* Exercise objective:
In the records below, which lines include "sugars"? Copy them.

* Records supplied:
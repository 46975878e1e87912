use std::collections::HashSet;
use std::io::Write;
use std::thread;

use assert_float_eq::assert_float_absolute_eq;
use rand::rngs::StdRng;
use rand::SeedableRng;
use tempfile::NamedTempFile;

use bite_balance_rs::insights::constants::{
    FACT_HIGH_PROTEIN, FACT_HIGH_SODIUM, FACT_LOW_SUGAR, GENERIC_FACTS,
};
use bite_balance_rs::insights::{
    analyze, build_report, build_report_with, select_facts, select_facts_with,
    suggest_alternatives,
};
use bite_balance_rs::intake::parse_vision_response;
use bite_balance_rs::journal::{load_entries, parse_day, GoalStatus, Goals, Journal};
use bite_balance_rs::models::{HealthGrade, NutritionReading};

const JOURNAL_JSON: &str = r#"{
    "userId": "demo",
    "entries": [
        {"id": "e1", "date": "2025-04-01", "mealType": "breakfast", "foodName": "Oatmeal",
         "calories": 300, "protein": 10, "carbs": 54, "fat": 6.1, "sugar": 1, "sodium": 100},
        {"id": "e2", "date": "2025-04-01", "mealType": "lunch", "foodName": "Sandwich",
         "calories": 450, "protein": 20, "carbs": 45, "fat": 18.2, "sugar": 6, "sodium": 800},
        {"id": "e3", "date": "2025-04-02", "mealType": "snack", "foodName": "Apple",
         "calories": 95, "protein": 0, "carbs": 25, "fat": 0, "sugar": 19, "sodium": 2}
    ],
    "dailySummaries": []
}"#;

fn write_journal() -> NamedTempFile {
    let mut file = NamedTempFile::new().unwrap();
    file.write_all(JOURNAL_JSON.as_bytes()).unwrap();
    file
}

#[test]
fn test_balanced_meal_needs_no_alternatives() {
    let reading = NutritionReading {
        protein: 20.0,
        sodium: 100.0,
        sugars: 5.0,
        calories: 300.0,
        ..Default::default()
    };
    let analysis = analyze(&reading);

    assert!(analysis.concerns.is_empty());
    assert!(suggest_alternatives(&reading, &analysis).is_empty());
}

#[test]
fn test_protein_boost_comes_last() {
    let reading = NutritionReading::new(650.0, 3.0, 90.0, 25.0, 10.0, 700.0);
    let analysis = analyze(&reading);
    let categories: Vec<String> = suggest_alternatives(&reading, &analysis)
        .into_iter()
        .map(|g| g.category)
        .collect();

    assert_eq!(
        categories,
        vec!["Low Sodium", "Lower Sugar", "Calorie Conscious", "Protein Boost"]
    );
}

#[test]
fn test_relevant_facts_prefix() {
    let reading = NutritionReading {
        protein: 30.0,
        sodium: 900.0,
        sugars: 25.0,
        ..Default::default()
    };

    for _ in 0..20 {
        let facts = select_facts(&reading);
        assert_eq!(facts.len(), 3);
        assert_eq!(facts[0], FACT_HIGH_PROTEIN);
        assert_eq!(facts[1], FACT_HIGH_SODIUM);
        assert!(GENERIC_FACTS.contains(&facts[2].as_str()));
    }
}

#[test]
fn test_facts_at_thresholds_are_generic() {
    let reading = NutritionReading {
        protein: 15.0,
        sodium: 400.0,
        sugars: 10.0,
        ..Default::default()
    };

    let mut rng = StdRng::seed_from_u64(11);
    let facts = select_facts_with(&reading, &mut rng);
    assert_eq!(facts.len(), 3);
    for fact in &facts {
        assert!(GENERIC_FACTS.contains(&fact.as_str()), "unexpected fact {}", fact);
        assert_ne!(fact, FACT_HIGH_PROTEIN);
        assert_ne!(fact, FACT_HIGH_SODIUM);
        assert_ne!(fact, FACT_LOW_SUGAR);
    }

    let sweet_enough = NutritionReading {
        sugars: 9.9,
        ..reading
    };
    let facts = select_facts_with(&sweet_enough, &mut rng);
    assert_eq!(facts[0], FACT_LOW_SUGAR);
}

#[test]
fn test_facts_always_three_distinct() {
    let readings = [
        NutritionReading::zero(),
        NutritionReading::new(500.0, 30.0, 10.0, 40.0, 10.0, 50.0),
        NutritionReading::new(200.0, 8.0, 10.0, 12.0, 3.0, 300.0),
    ];

    for (seed, reading) in readings.iter().enumerate() {
        let mut rng = StdRng::seed_from_u64(seed as u64);
        let facts = select_facts_with(reading, &mut rng);
        let unique: HashSet<&String> = facts.iter().collect();
        assert_eq!(facts.len(), 3);
        assert_eq!(unique.len(), 3);
    }
}

#[test]
fn test_reports_identical_except_facts() {
    let reading = NutritionReading::new(520.0, 14.0, 60.0, 18.0, 16.0, 450.0);
    let a = build_report(&reading);
    let b = build_report(&reading);

    assert_eq!(a.analysis, b.analysis);
    assert_eq!(a.alternatives, b.alternatives);
    assert_eq!(a.facts.len(), 3);
    assert_eq!(b.facts.len(), 3);
}

#[test]
fn test_concurrent_analysis() {
    let reading = NutritionReading::new(700.0, 20.0, 40.0, 20.0, 20.0, 500.0);
    let expected = analyze(&reading);

    let handles: Vec<_> = (0..8)
        .map(|_| thread::spawn(move || analyze(&reading)))
        .collect();

    for handle in handles {
        assert_eq!(handle.join().unwrap(), expected);
    }
}

#[test]
fn test_journal_daily_totals() {
    let file = write_journal();
    let journal = Journal::new(load_entries(file.path()).unwrap());

    assert_eq!(journal.len(), 3);
    assert_eq!(journal.latest_date().unwrap(), "2025-04-02");

    let totals = journal.daily_totals("2025-04-01");
    assert_float_absolute_eq!(totals.calories, 750.0, 1e-9);
    assert_float_absolute_eq!(totals.fats, 24.3, 1e-9);
    assert_float_absolute_eq!(totals.sugars, 7.0, 1e-9);
    assert_float_absolute_eq!(totals.sodium, 900.0, 1e-9);

    let analysis = analyze(&totals);
    // sodium -20, calories -10
    assert_eq!(analysis.health_score, 70);
    assert_eq!(analysis.health_grade, HealthGrade::C);
}

#[test]
fn test_journal_stats_and_goals() {
    let file = write_journal();
    let journal = Journal::new(load_entries(file.path()).unwrap());

    let stats = journal.stats(parse_day("2025-04-03").unwrap(), 4);
    let dates: Vec<&str> = stats.days.iter().map(|d| d.date.as_str()).collect();
    assert_eq!(dates, vec!["2025-03-31", "2025-04-01", "2025-04-02", "2025-04-03"]);
    // 2025-04-03 is empty, so the streak is already broken
    assert_eq!(stats.streak, 0);
    // (750 + 95) / 2
    assert_eq!(stats.averages.calories, 423);
    assert_eq!(stats.total_meals, 3);

    let stats = journal.stats(parse_day("2025-04-02").unwrap(), 4);
    assert_eq!(stats.streak, 2);

    let progress = Goals::default().progress(&journal.daily_totals("2025-04-01"));
    assert_float_absolute_eq!(progress[0].remaining, 1250.0, 1e-9);
    assert_float_absolute_eq!(progress[0].percent, 37.5, 1e-9);
    assert_eq!(progress[0].status, GoalStatus::Behind);
}

#[test]
fn test_vision_to_report() {
    let raw = r#"Sure! {"foodName": "Glazed Donut", "estimatedCalories": 260, "protein": 3,
        "carbs": 31, "fat": 14, "fiber": 1, "sugar": 15.5, "sodium": 210, "confidence": "high",
        "notes": "One medium donut"}"#;

    let vision = parse_vision_response(raw).unwrap();
    let mut rng = StdRng::seed_from_u64(3);
    let report = build_report_with(&vision.to_reading(), &mut rng).with_label(vision.display_name());

    assert_eq!(report.label.as_deref(), Some("Glazed Donut"));
    assert_eq!(report.reading.sugars, 15.5);
    // sugar -15
    assert_eq!(report.analysis.health_score, 85);
    let categories: Vec<&str> = report
        .alternatives
        .iter()
        .map(|g| g.category.as_str())
        .collect();
    assert_eq!(categories, vec!["Lower Sugar", "Protein Boost"]);
}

* Problem solution:
        sugars: 5.0,
        sugars: 25.0,
        sugars: 10.0,
        sugars: 9.9,
    assert_float_absolute_eq!(totals.sugars, 7.0, 1e-9);
    assert_eq!(report.reading.sugars, 15.5);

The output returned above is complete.